» **Your instructions**: From the records below, give the number of lines that include the word "bool". Add no other words.

» **Material supplied**:
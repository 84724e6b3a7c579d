//! Service runtime: main tasks, signals and the once-only shutdown phase.

use std::sync::{Arc, Mutex, MutexGuard, OnceLock, PoisonError};
use std::time::{Duration, Instant};

use futures_util::future::{BoxFuture, FutureExt, Shared};

use crate::config::RuntimeConfig;
use crate::error::Error;
use crate::lifecycle::context::Context;
use crate::lifecycle::runner::{run_tasks, Phase};
use crate::lifecycle::shutdown::ShutdownHandlers;
use crate::lifecycle::signals;
use crate::lifecycle::Task;
use crate::observability::metrics;

/// Shutdown deadline used when none (or zero) is configured.
pub const DEFAULT_SHUTDOWN_DEADLINE: Duration = Duration::from_secs(30);

/// Where the runtime is in its lifecycle.
#[derive(Debug, Clone, Copy, PartialEq, Eq)]
pub enum RuntimeState {
    Idle,
    Running,
    ShuttingDown,
    Terminated,
}

/// Runs main tasks in parallel and executes shutdown handlers afterwards.
///
/// The handle is cheap to clone so tasks can register shutdown handlers or
/// request shutdown from inside the run. A runtime is meant for a single
/// [`run`](Self::run) or [`run_context`](Self::run_context) call.
#[derive(Clone)]
pub struct ServiceRuntime {
    inner: Arc<Inner>,
}

struct Inner {
    shutdown_deadline: Duration,
    handle_signals: bool,
    lifecycle: Mutex<Lifecycle>,
    handlers: ShutdownHandlers,
    /// The single shutdown execution, shared by every caller of `shutdown`.
    shutdown_phase: OnceLock<Shared<BoxFuture<'static, Result<(), Error>>>>,
}

struct Lifecycle {
    state: RuntimeState,
    /// Context of the run in progress, if any.
    root: Option<Context>,
}

impl ServiceRuntime {
    /// Create a runtime with the default 30 second shutdown deadline.
    pub fn new() -> Self {
        Self::with_shutdown_deadline(DEFAULT_SHUTDOWN_DEADLINE)
    }

    /// Create a runtime with a specific shutdown deadline. A zero deadline is
    /// replaced by [`DEFAULT_SHUTDOWN_DEADLINE`].
    pub fn with_shutdown_deadline(shutdown_deadline: Duration) -> Self {
        Self::build(shutdown_deadline, true)
    }

    /// Create a runtime from loaded configuration.
    pub fn from_config(config: &RuntimeConfig) -> Self {
        Self::build(config.shutdown.deadline(), config.shutdown.handle_signals)
    }

    fn build(shutdown_deadline: Duration, handle_signals: bool) -> Self {
        let shutdown_deadline = if shutdown_deadline.is_zero() {
            DEFAULT_SHUTDOWN_DEADLINE
        } else {
            shutdown_deadline
        };

        Self {
            inner: Arc::new(Inner {
                shutdown_deadline,
                handle_signals,
                lifecycle: Mutex::new(Lifecycle {
                    state: RuntimeState::Idle,
                    root: None,
                }),
                handlers: ShutdownHandlers::new(),
                shutdown_phase: OnceLock::new(),
            }),
        }
    }

    /// Time allowed for the shutdown handlers once the shutdown phase starts.
    pub fn shutdown_deadline(&self) -> Duration {
        self.inner.shutdown_deadline
    }

    /// Current lifecycle state.
    pub fn state(&self) -> RuntimeState {
        self.lifecycle().state
    }

    /// Run `tasks` under a fresh background context. See [`run_context`](Self::run_context).
    pub async fn run(&self, tasks: impl IntoIterator<Item = Task>) -> Result<(), Error> {
        self.run_context(&Context::background(), tasks).await
    }

    /// Run `tasks` in parallel, then run the shutdown handlers.
    ///
    /// The tasks share a context that is cancelled when `parent` is cancelled,
    /// a termination signal arrives, [`request_shutdown`](Self::request_shutdown)
    /// or [`shutdown`](Self::shutdown) is called, or any task fails. The
    /// returned error joins the first task failure with the shutdown result,
    /// task failure first.
    pub async fn run_context(
        &self,
        parent: &Context,
        tasks: impl IntoIterator<Item = Task>,
    ) -> Result<(), Error> {
        let root = parent.child();
        {
            let mut lifecycle = self.lifecycle();
            let state = lifecycle.state;
            match state {
                RuntimeState::Idle | RuntimeState::Running => {
                    lifecycle.state = RuntimeState::Running;
                }
                RuntimeState::ShuttingDown | RuntimeState::Terminated => {
                    tracing::warn!("Shutdown already started, main tasks start cancelled");
                    root.cancel();
                }
            }
            lifecycle.root = Some(root.clone());
        }

        let listener = self
            .inner
            .handle_signals
            .then(|| signals::spawn_listener(root.clone()));

        let tasks: Vec<Task> = tasks.into_iter().collect();
        tracing::info!(tasks = tasks.len(), "Service running");

        let main_result = run_tasks(&root, tasks, Phase::Main).await;
        if let Err(e) = &main_result {
            tracing::error!(error = %e, "Main task failed");
        }

        let shutdown_result = self.shutdown().await;

        root.cancel();
        if let Some(listener) = listener {
            listener.abort();
        }
        {
            let mut lifecycle = self.lifecycle();
            lifecycle.root = None;
            lifecycle.state = RuntimeState::Terminated;
        }

        match Error::join(main_result.err(), shutdown_result.err()) {
            Some(err) => Err(err),
            None => {
                tracing::info!("Service stopped");
                Ok(())
            }
        }
    }

    /// Register handlers to run during the shutdown phase.
    ///
    /// Handlers registered after the shutdown phase has taken its snapshot
    /// are never run.
    pub fn register_shutdown_handler(&self, handlers: impl IntoIterator<Item = Task>) {
        if !self.inner.handlers.register(handlers) {
            tracing::warn!("Shutdown already started, handler will not run");
        }
    }

    /// Cancel the run context so main tasks can exit. Does not wait for them
    /// and does not run shutdown handlers itself.
    pub fn request_shutdown(&self) {
        match &self.lifecycle().root {
            Some(root) => {
                tracing::info!("Shutdown requested");
                root.cancel();
            }
            None => tracing::debug!("Shutdown requested with no run in progress"),
        }
    }

    /// Cancel the run context and run the shutdown handlers under the
    /// shutdown deadline.
    ///
    /// The handlers run once, on a task of their own, so dropping a caller
    /// does not cancel or restart them. Every call, concurrent or later,
    /// returns the result of that single execution.
    pub async fn shutdown(&self) -> Result<(), Error> {
        let phase = self
            .inner
            .shutdown_phase
            .get_or_init(|| {
                let runtime = self.clone();
                let handle = tokio::spawn(async move { runtime.run_shutdown_handlers().await });
                async move {
                    handle.await.unwrap_or_else(|e| {
                        Err(Error::Panicked {
                            message: e.to_string(),
                        })
                    })
                }
                .boxed()
                .shared()
            })
            .clone();
        phase.await
    }

    async fn run_shutdown_handlers(&self) -> Result<(), Error> {
        {
            let mut lifecycle = self.lifecycle();
            lifecycle.state = RuntimeState::ShuttingDown;
            if let Some(root) = &lifecycle.root {
                root.cancel();
            }
        }

        let handlers = self.inner.handlers.seal();
        let deadline = self.inner.shutdown_deadline;
        tracing::info!(
            handlers = handlers.len(),
            deadline = ?deadline,
            "Running shutdown handlers"
        );

        let started = Instant::now();
        let ctx = Context::background().with_timeout(deadline);
        let result = run_tasks(&ctx, handlers, Phase::Shutdown)
            .await
            .map_err(Error::into_handler_error);
        ctx.cancel();

        let elapsed = started.elapsed();
        let deadline_exceeded = matches!(&result, Err(e) if e.is_deadline_exceeded());
        metrics::record_shutdown(elapsed, deadline_exceeded);

        match &result {
            Ok(()) => tracing::info!(elapsed = ?elapsed, "Shutdown complete"),
            Err(_) if deadline_exceeded => tracing::warn!(
                deadline = ?deadline,
                "Shutdown deadline exceeded"
            ),
            Err(e) => tracing::error!(error = %e, "Shutdown handler failed"),
        }

        {
            let mut lifecycle = self.lifecycle();
            if lifecycle.root.is_none() {
                lifecycle.state = RuntimeState::Terminated;
            }
        }

        result
    }

    fn lifecycle(&self) -> MutexGuard<'_, Lifecycle> {
        self.inner
            .lifecycle
            .lock()
            .unwrap_or_else(PoisonError::into_inner)
    }
}

impl Default for ServiceRuntime {
    fn default() -> Self {
        Self::new()
    }
}

#[cfg(test)]
mod tests {
    use super::*;
    use crate::lifecycle::task;

    #[test]
    fn test_zero_deadline_uses_default() {
        let runtime = ServiceRuntime::with_shutdown_deadline(Duration::ZERO);
        assert_eq!(runtime.shutdown_deadline(), DEFAULT_SHUTDOWN_DEADLINE);

        let runtime = ServiceRuntime::with_shutdown_deadline(Duration::from_secs(5));
        assert_eq!(runtime.shutdown_deadline(), Duration::from_secs(5));
    }

    #[test]
    fn test_from_config() {
        let mut config = RuntimeConfig::default();
        config.shutdown.deadline_ms = 250;
        config.shutdown.handle_signals = false;

        let runtime = ServiceRuntime::from_config(&config);
        assert_eq!(runtime.shutdown_deadline(), Duration::from_millis(250));
        assert!(!runtime.inner.handle_signals);
        assert_eq!(runtime.state(), RuntimeState::Idle);
    }

    #[tokio::test]
    async fn test_state_transitions() {
        let runtime = ServiceRuntime::new();
        let observer = runtime.clone();

        let result = runtime
            .run([task(move |_| async move {
                assert_eq!(observer.state(), RuntimeState::Running);
                Ok(())
            })])
            .await;

        assert!(result.is_ok());
        assert_eq!(runtime.state(), RuntimeState::Terminated);
    }

    #[tokio::test]
    async fn test_shutdown_without_run_terminates() {
        let runtime = ServiceRuntime::new();
        assert!(runtime.shutdown().await.is_ok());
        assert_eq!(runtime.state(), RuntimeState::Terminated);
    }

    #[tokio::test]
    async fn test_run_after_shutdown_starts_cancelled() {
        let runtime = ServiceRuntime::new();
        runtime.shutdown().await.unwrap();

        let result = runtime
            .run([task(|ctx: Context| async move {
                assert!(ctx.is_cancelled());
                Ok(())
            })])
            .await;

        assert!(result.is_ok());
    }

    #[test]
    fn test_request_shutdown_without_run_is_noop() {
        let runtime = ServiceRuntime::new();
        runtime.request_shutdown();
        assert_eq!(runtime.state(), RuntimeState::Idle);
    }
}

» **Solved exercise**: 2